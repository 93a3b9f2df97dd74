//! Hazard particle population and its mutate-or-inherit diversification step.

use rand::Rng;

use crate::resample::{pool_index, select_index};

/// Population of candidate hazard values carried through one repetition.
///
/// Particles are plain hazard values; their weights live in the filter's
/// scratch buffers because the weight vector is rebuilt from scratch every
/// step. Particle order carries no meaning.
#[derive(Clone, Debug)]
pub struct ParticleSet {
    hazards: Vec<f64>,
}

impl ParticleSet {
    /// Create a population from explicit hazard values.
    pub fn new(hazards: Vec<f64>) -> ParticleSet {
        assert!(!hazards.is_empty(), "particle set must be non-empty");
        ParticleSet { hazards }
    }

    /// Initialize `count` particles by uniform draws, with replacement, from
    /// the prior pool.
    pub fn from_prior<R: Rng>(pool: &[f64], count: usize, rng: &mut R) -> ParticleSet {
        assert!(!pool.is_empty(), "hazard pool must be non-empty");
        assert!(count > 0, "particle set must be non-empty");
        let mut hazards = Vec::with_capacity(count);
        for _ in 0..count {
            let u = rng.random::<f64>();
            hazards.push(pool[pool_index(u, pool.len())]);
        }
        ParticleSet { hazards }
    }

    pub fn len(&self) -> usize {
        self.hazards.len()
    }

    pub fn is_empty(&self) -> bool {
        self.hazards.is_empty()
    }

    /// Current hazard values, one per particle.
    pub fn hazards(&self) -> &[f64] {
        &self.hazards
    }

    /// Hazard of the particle at `index`.
    pub fn get(&self, index: usize) -> f64 {
        self.hazards[index]
    }

    /// Diversification step run after each observation.
    ///
    /// Each particle draws one uniform variate `u`. If `u < reset_rate` the
    /// particle restarts from the prior pool (with a fresh variate for the
    /// pool index); otherwise it inherits a value from the pre-mutation
    /// population, selected in proportion to `weights` by reusing `u` as the
    /// scan variate. Since the inherit branch only runs with
    /// `u >= reset_rate`, the reused variate is conditionally uniform on
    /// `[reset_rate, 1)` and a nonzero reset rate tilts inheritance slightly
    /// toward later cumulative mass.
    ///
    /// Inheritance always reads the population as it stood when the step
    /// began; a particle can never inherit a value another particle acquired
    /// during the same mutation.
    ///
    /// `total_weight` must be the sum of `weights` and must be strictly
    /// positive whenever `reset_rate < 1` (the filter rejects degenerate
    /// weight vectors before calling this).
    pub fn mutate<R: Rng>(
        &mut self,
        pool: &[f64],
        weights: &[f64],
        total_weight: f64,
        reset_rate: f64,
        rng: &mut R,
    ) {
        assert!(!pool.is_empty(), "hazard pool must be non-empty");
        assert_eq!(
            weights.len(),
            self.hazards.len(),
            "one weight per particle required"
        );
        let mut next = Vec::with_capacity(self.hazards.len());
        for _ in 0..self.hazards.len() {
            let u = rng.random::<f64>();
            if u < reset_rate {
                let v = rng.random::<f64>();
                next.push(pool[pool_index(v, pool.len())]);
            } else {
                let index = select_index(weights, total_weight, u);
                next.push(self.hazards[index]);
            }
        }
        self.hazards = next;
    }
}

#[cfg(test)]
mod tests {
    use super::*;
    use rand::SeedableRng;
    use rand::rngs::StdRng;

    #[test]
    fn prior_draws_come_from_pool() {
        let pool = [0.1, 0.3, 0.7];
        let mut rng = StdRng::seed_from_u64(42);
        let set = ParticleSet::from_prior(&pool, 200, &mut rng);
        assert_eq!(set.len(), 200);
        for &h in set.hazards() {
            assert!(pool.contains(&h));
        }
    }

    #[test]
    fn single_value_pool_pins_every_particle() {
        let mut rng = StdRng::seed_from_u64(1);
        let set = ParticleSet::from_prior(&[0.25], 50, &mut rng);
        assert!(set.hazards().iter().all(|&h| h == 0.25));
    }

    #[test]
    fn full_reset_rate_redraws_every_particle() {
        let mut rng = StdRng::seed_from_u64(7);
        let mut set = ParticleSet::new(vec![0.9; 30]);
        let weights = vec![1.0; 30];
        set.mutate(&[0.25], &weights, 30.0, 1.0, &mut rng);
        assert!(set.hazards().iter().all(|&h| h == 0.25));
    }

    #[test]
    fn zero_reset_rate_inherits_by_weight() {
        let mut rng = StdRng::seed_from_u64(11);
        let mut set = ParticleSet::new(vec![0.1, 0.5, 0.9]);
        // All the mass on the last particle forces every draw onto it.
        let weights = [0.0, 0.0, 1.0];
        set.mutate(&[0.25], &weights, 1.0, 0.0, &mut rng);
        assert!(set.hazards().iter().all(|&h| h == 0.9));
    }

    #[test]
    fn inheritance_reads_pre_mutation_population() {
        // With two particles, equal weights, and no resets, the outcome
        // [second, first] requires the second draw to land on the first slot
        // after the first draw already replaced it. That outcome is only
        // reachable when inheritance reads the population snapshot; an
        // in-place scheme could produce only [first, *] or [second, second].
        let mut seen_swapped = false;
        for seed in 0..200 {
            let mut rng = StdRng::seed_from_u64(seed);
            let mut set = ParticleSet::new(vec![0.1, 0.9]);
            let weights = [0.5, 0.5];
            set.mutate(&[0.5], &weights, 1.0, 0.0, &mut rng);
            let h = set.hazards();
            assert!(h.iter().all(|&v| v == 0.1 || v == 0.9));
            if h == [0.9, 0.1] {
                seen_swapped = true;
            }
        }
        assert!(seen_swapped);
    }

    #[test]
    fn mutation_preserves_population_size() {
        let mut rng = StdRng::seed_from_u64(3);
        let pool = [0.1, 0.2, 0.3];
        let mut set = ParticleSet::from_prior(&pool, 64, &mut rng);
        let weights = vec![1.0; 64];
        set.mutate(&pool, &weights, 64.0, 0.3, &mut rng);
        assert_eq!(set.len(), 64);
        for &h in set.hazards() {
            assert!(pool.contains(&h));
        }
    }

    #[test]
    #[should_panic(expected = "one weight per particle required")]
    fn weight_length_mismatch_panics() {
        let mut rng = StdRng::seed_from_u64(0);
        let mut set = ParticleSet::new(vec![0.5, 0.5]);
        set.mutate(&[0.5], &[1.0], 1.0, 0.0, &mut rng);
    }

    #[test]
    #[should_panic(expected = "particle set must be non-empty")]
    fn empty_population_panics() {
        ParticleSet::new(Vec::new());
    }
}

--------

## Task details:
What lines of the listing above hold "first"? Copy all of them.

## Reply:
        // [second, first] requires the second draw to land on the first slot
        // after the first draw already replaced it. That outcome is only
        // in-place scheme could produce only [first, *] or [second, second].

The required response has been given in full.